Abstract Objective: The objective of the study was to analyse the efficacy and acceptability of a care planning tool for comprehensive post-stroke rehabilitation. Materials and Methods: An expert panel of physiatrists from Kerala, India, participated in a three-round Delphi study. Intervention: Nil. Results: Consensus was reached on 13 deficit-oriented modules with best practice key statements. They stress the need for supervised rehabilitation interventions provided by trained health professionals early after discharge from the acute care setting to optimise patient outcomes. Patient-specific, centre-specific and culturally appropriate factors were considered during formulation. Acute care, triage, routine workflow, outcome assessment, trajectory assessment and rationale were recommended, and several standardised outcome measures were identified. Follow-up and community-based rehabilitation suggestions were provided. Specifics on timing, service providers, need for long-term follow-up and interventions differed per module. Conclusion: A rigorous consensus method led to key recommendations in modular form using the available evidence and consideration of contextual factors to facilitate clinical practice. This is an important step towards reducing practice variation, closing the evidence–practice gap and improving the quality of rehabilitation services after stroke.

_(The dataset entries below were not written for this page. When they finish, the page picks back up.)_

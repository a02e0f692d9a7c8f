//! Performance benchmarks for the datapath simulation engine.
//!
//! Run with: `cargo bench`
//! Or for specific bench: `cargo bench --bench propagation_bench`

use criterion::{black_box, criterion_group, criterion_main, BenchmarkId, Criterion, Throughput};

use datapath::{Adder, ComponentKind, Constant, Cpu, ProgramCounter, TopologyBuilder};

// ============================================================================
// Topology Generators
// ============================================================================

/// A ripple chain of adders fed by the program counter, so every step
/// perturbs the whole chain.
fn adder_chain(length: usize) -> Cpu {
    let mut builder = TopologyBuilder::new()
        .component("pc", ComponentKind::ProgramCounter(ProgramCounter::new(32)))
        .component(
            "one",
            ComponentKind::Constant(Constant { width: 32, value: 1 }),
        )
        .component_with_latency("add0", ComponentKind::Adder(Adder { width: 32 }), 1)
        .wire("pc", "out", "add0", "in1")
        .wire("one", "out", "add0", "in2");

    for i in 1..length {
        builder = builder
            .component_with_latency(
                format!("add{i}"),
                ComponentKind::Adder(Adder { width: 32 }),
                1,
            )
            .wire(format!("add{}", i - 1), "out", format!("add{i}"), "in1");
    }
    builder = builder.wire(format!("add{}", length - 1), "out", "pc", "in");

    builder.build().unwrap().assemble().unwrap()
}

// ============================================================================
// Benchmarks
// ============================================================================

fn bench_step(c: &mut Criterion) {
    let mut group = c.benchmark_group("step");
    for length in [16usize, 64, 256] {
        group.throughput(Throughput::Elements(length as u64));
        group.bench_with_input(BenchmarkId::from_parameter(length), &length, |b, &length| {
            let mut cpu = adder_chain(length);
            b.iter(|| {
                cpu.step();
                black_box(cpu.stats().cycles)
            });
        });
    }
    group.finish();
}

fn bench_assembly(c: &mut Criterion) {
    c.bench_function("assemble_256", |b| {
        b.iter(|| black_box(adder_chain(256)));
    });
}

fn bench_performance_pass(c: &mut Criterion) {
    let mut group = c.benchmark_group("performance_pass");
    for length in [64usize, 256] {
        group.bench_with_input(BenchmarkId::from_parameter(length), &length, |b, &length| {
            let mut cpu = adder_chain(length);
            b.iter(|| {
                cpu.compute_performance();
                black_box(cpu.max_accumulated_latency())
            });
        });
    }
    group.finish();
}

criterion_group!(benches, bench_step, bench_assembly, bench_performance_pass);
criterion_main!(benches);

Significance and Innovations: This is the first formal consensus process to integrate available evidence and expert opinion with a ‘deficit to metric to treatment to outcome’ approach to recommend key aspects of post-stroke rehabilitation from admission to return to the community. The expert panel recommended structured physiatrist-led rehabilitation, initiated early to optimise patient outcomes. In addition to physical rehabilitation, it is important to recognise cognitive and psycho-social deficits along with the influence of contextual factors that impact rehabilitation structures, processes and outcomes.